Construction on the project began in December 2015. Five homes have been completed thus far, with three more scheduled to be completed this spring. The final five homes will be completed in 2019.

Planning Director Jay Chace said previous community development block grants were used to plan the project and extend the sewer line onto the site.

The block grant would fund 80 percent of the cost of the paving. The additional $4,500 has been secured through loans from Gorham Savings Bank and Genesis Fund.

According to the application, “the road will be paved without (block grant) funds, but the additional $18,000 that (Habitat for Humanity of Greater Portland) would need to fund will delay the completion of the Scarborough community and the start of the Habitat community in Gorham that is in the early planning stages.”

If block grant funding is not awarded and Habitat for Humanity of Greater Portland needs to raise the funding some other way, the price for the remaining six homes may be increased by $3,000.

Getting low and moderate income housing has been a longterm goal of the town. In fact, the town bought this property from the Maine Turnpike Authority in 2006 with the intention of one day finding a way to develop a third of it into housing and leaving the rest as open space.

The need for such housing in Scarborough is great. According to 2016 Maine State Housing data, close to 65 percent of households in Scarborough cannot afford a median priced home in town ($342,625). Giving support to the application was a unanimous choice for councilors

Proposed affordable housing project gets boost from council

The town council agreed earlier this month to award $100,000 from the town’s affordable housing initiative fund to strengthen the merits of a proposed affordable housing facility on Route 1.

The additional funding would mean Bessey Commons II could build more affordable housing units and receive one extra point on the Maine State Housing Program rubric, which would increase its potential for success.

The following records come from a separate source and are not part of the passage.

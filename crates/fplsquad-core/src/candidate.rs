// Candidate players and the pool a selection is made over.

use std::collections::{BTreeMap, HashSet};
use std::fmt;

use serde::{Deserialize, Serialize};

use crate::error::{Result, SelectionError};

/// Playing positions. Declaration order is the category order used when
/// encoding positions, so it must stay GKP, DEF, MID, FWD.
#[derive(Debug, Clone, Copy, PartialEq, Eq, Hash, PartialOrd, Ord, Serialize, Deserialize)]
pub enum Position {
    #[serde(rename = "GKP", alias = "GK")]
    Goalkeeper,
    #[serde(rename = "DEF")]
    Defender,
    #[serde(rename = "MID")]
    Midfielder,
    #[serde(rename = "FWD", alias = "FW")]
    Forward,
}

impl Position {
    pub const ALL: [Position; 4] = [
        Position::Goalkeeper,
        Position::Defender,
        Position::Midfielder,
        Position::Forward,
    ];

    /// Parse a position abbreviation. Accepts the FPL short names
    /// ("GKP", "DEF", "MID", "FWD") plus "GK" and "FW", the same set the
    /// serde form accepts (case-insensitively here).
    pub fn from_str_pos(s: &str) -> Option<Self> {
        match s.trim().to_uppercase().as_str() {
            "GKP" | "GK" => Some(Position::Goalkeeper),
            "DEF" => Some(Position::Defender),
            "MID" => Some(Position::Midfielder),
            "FWD" | "FW" => Some(Position::Forward),
            _ => None,
        }
    }

    pub fn display_str(&self) -> &'static str {
        match self {
            Position::Goalkeeper => "GKP",
            Position::Defender => "DEF",
            Position::Midfielder => "MID",
            Position::Forward => "FWD",
        }
    }
}

impl fmt::Display for Position {
    fn fmt(&self, f: &mut fmt::Formatter<'_>) -> fmt::Result {
        write!(f, "{}", self.display_str())
    }
}

/// One selectable player for a single optimisation run.
#[derive(Debug, Clone, PartialEq, Serialize, Deserialize)]
pub struct Candidate {
    pub id: u32,
    pub team_id: u32,
    pub position: Position,
    pub cost: f64,
    pub predicted_score: f64,
}

/// An ordered collection of candidates with unique ids. Decision vectors
/// produced by the solver are indexed positionally against this order.
#[derive(Debug, Clone, Default, PartialEq)]
pub struct CandidatePool {
    candidates: Vec<Candidate>,
}

impl CandidatePool {
    /// Build a pool, rejecting duplicate ids and unusable numbers.
    pub fn new(candidates: Vec<Candidate>) -> Result<Self> {
        let mut seen = HashSet::with_capacity(candidates.len());
        for c in &candidates {
            if !seen.insert(c.id) {
                return Err(SelectionError::DataPrecondition(format!(
                    "duplicate candidate id {}",
                    c.id
                )));
            }
            if !c.cost.is_finite() || c.cost < 0.0 {
                return Err(SelectionError::DataPrecondition(format!(
                    "candidate {} has invalid cost {}",
                    c.id, c.cost
                )));
            }
            if !c.predicted_score.is_finite() {
                return Err(SelectionError::DataPrecondition(format!(
                    "candidate {} has non-finite predicted score",
                    c.id
                )));
            }
        }
        Ok(Self { candidates })
    }

    /// Wrap candidates drawn from an already validated pool.
    pub(crate) fn from_validated(candidates: Vec<Candidate>) -> Self {
        debug_assert!(Self::new(candidates.clone()).is_ok());
        Self { candidates }
    }

    pub fn candidates(&self) -> &[Candidate] {
        &self.candidates
    }

    pub fn iter(&self) -> std::slice::Iter<'_, Candidate> {
        self.candidates.iter()
    }

    pub fn len(&self) -> usize {
        self.candidates.len()
    }

    pub fn is_empty(&self) -> bool {
        self.candidates.is_empty()
    }

    pub fn contains(&self, id: u32) -> bool {
        self.candidates.iter().any(|c| c.id == id)
    }

    pub fn ids(&self) -> HashSet<u32> {
        self.candidates.iter().map(|c| c.id).collect()
    }

    pub fn total_cost(&self) -> f64 {
        self.candidates.iter().map(|c| c.cost).sum()
    }

    pub fn total_score(&self) -> f64 {
        self.candidates.iter().map(|c| c.predicted_score).sum()
    }

    /// Keep the candidates whose decision is `true`. The mask must be the
    /// same length as the pool.
    pub fn select(&self, mask: &[bool]) -> CandidatePool {
        debug_assert_eq!(mask.len(), self.candidates.len());
        let candidates = self
            .candidates
            .iter()
            .zip(mask)
            .filter(|(_, keep)| **keep)
            .map(|(c, _)| c.clone())
            .collect();
        CandidatePool { candidates }
    }

    /// A copy of the pool without the given ids.
    pub fn without(&self, ids: &HashSet<u32>) -> CandidatePool {
        let candidates = self
            .candidates
            .iter()
            .filter(|c| !ids.contains(&c.id))
            .cloned()
            .collect();
        CandidatePool { candidates }
    }

    /// Concatenate two pools. Fails if they share an id.
    pub fn union(&self, other: &CandidatePool) -> Result<CandidatePool> {
        let mut candidates = self.candidates.clone();
        candidates.extend(other.candidates.iter().cloned());
        CandidatePool::new(candidates)
    }

    pub fn position_counts(&self) -> BTreeMap<Position, usize> {
        let mut counts = BTreeMap::new();
        for c in &self.candidates {
            *counts.entry(c.position).or_insert(0) += 1;
        }
        counts
    }

    pub fn team_counts(&self) -> BTreeMap<u32, usize> {
        let mut counts = BTreeMap::new();
        for c in &self.candidates {
            *counts.entry(c.team_id).or_insert(0) += 1;
        }
        counts
    }

    /// Sum of predicted scores per team.
    pub fn team_scores(&self) -> BTreeMap<u32, f64> {
        let mut scores = BTreeMap::new();
        for c in &self.candidates {
            *scores.entry(c.team_id).or_insert(0.0) += c.predicted_score;
        }
        scores
    }
}

impl<'a> IntoIterator for &'a CandidatePool {
    type Item = &'a Candidate;
    type IntoIter = std::slice::Iter<'a, Candidate>;

    fn into_iter(self) -> Self::IntoIter {
        self.candidates.iter()
    }
}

Marj DeSanctis, chairman of the Scarborough Housing Authority said there is a big need for senior housing in town and there is currently a three-year waiting list to get an apartment in Bessey Commons, which opened in 2008 in a renovated Bessey School building.

“Clearly we have a need for the Bessey Commons expansion,” DeSanctis said.

Councilor Will Rowan, who serves as a council liaison to the Scarborough Housing Authority, said even with the construction of Bessey Commons II, a proposed 13,000-square-foot, three story, 40-unit facility that is in the planning board review process, the wait list will still continue. “There is an insatiable demand for this type of housing,” he said.

DeSanctis said the Affordable Housing Initiative Fund has a $308,500 balance, including $100,000 from the Residences at Gateway Commons project Devine Capital is constructing on the corner of Payne Road and Haigis Parkway.

Town Manager Tom Hall said the rest of Devine Capital’s $700,000 affordable housing in-lieu fee is expected within the next year based on their construction schedule.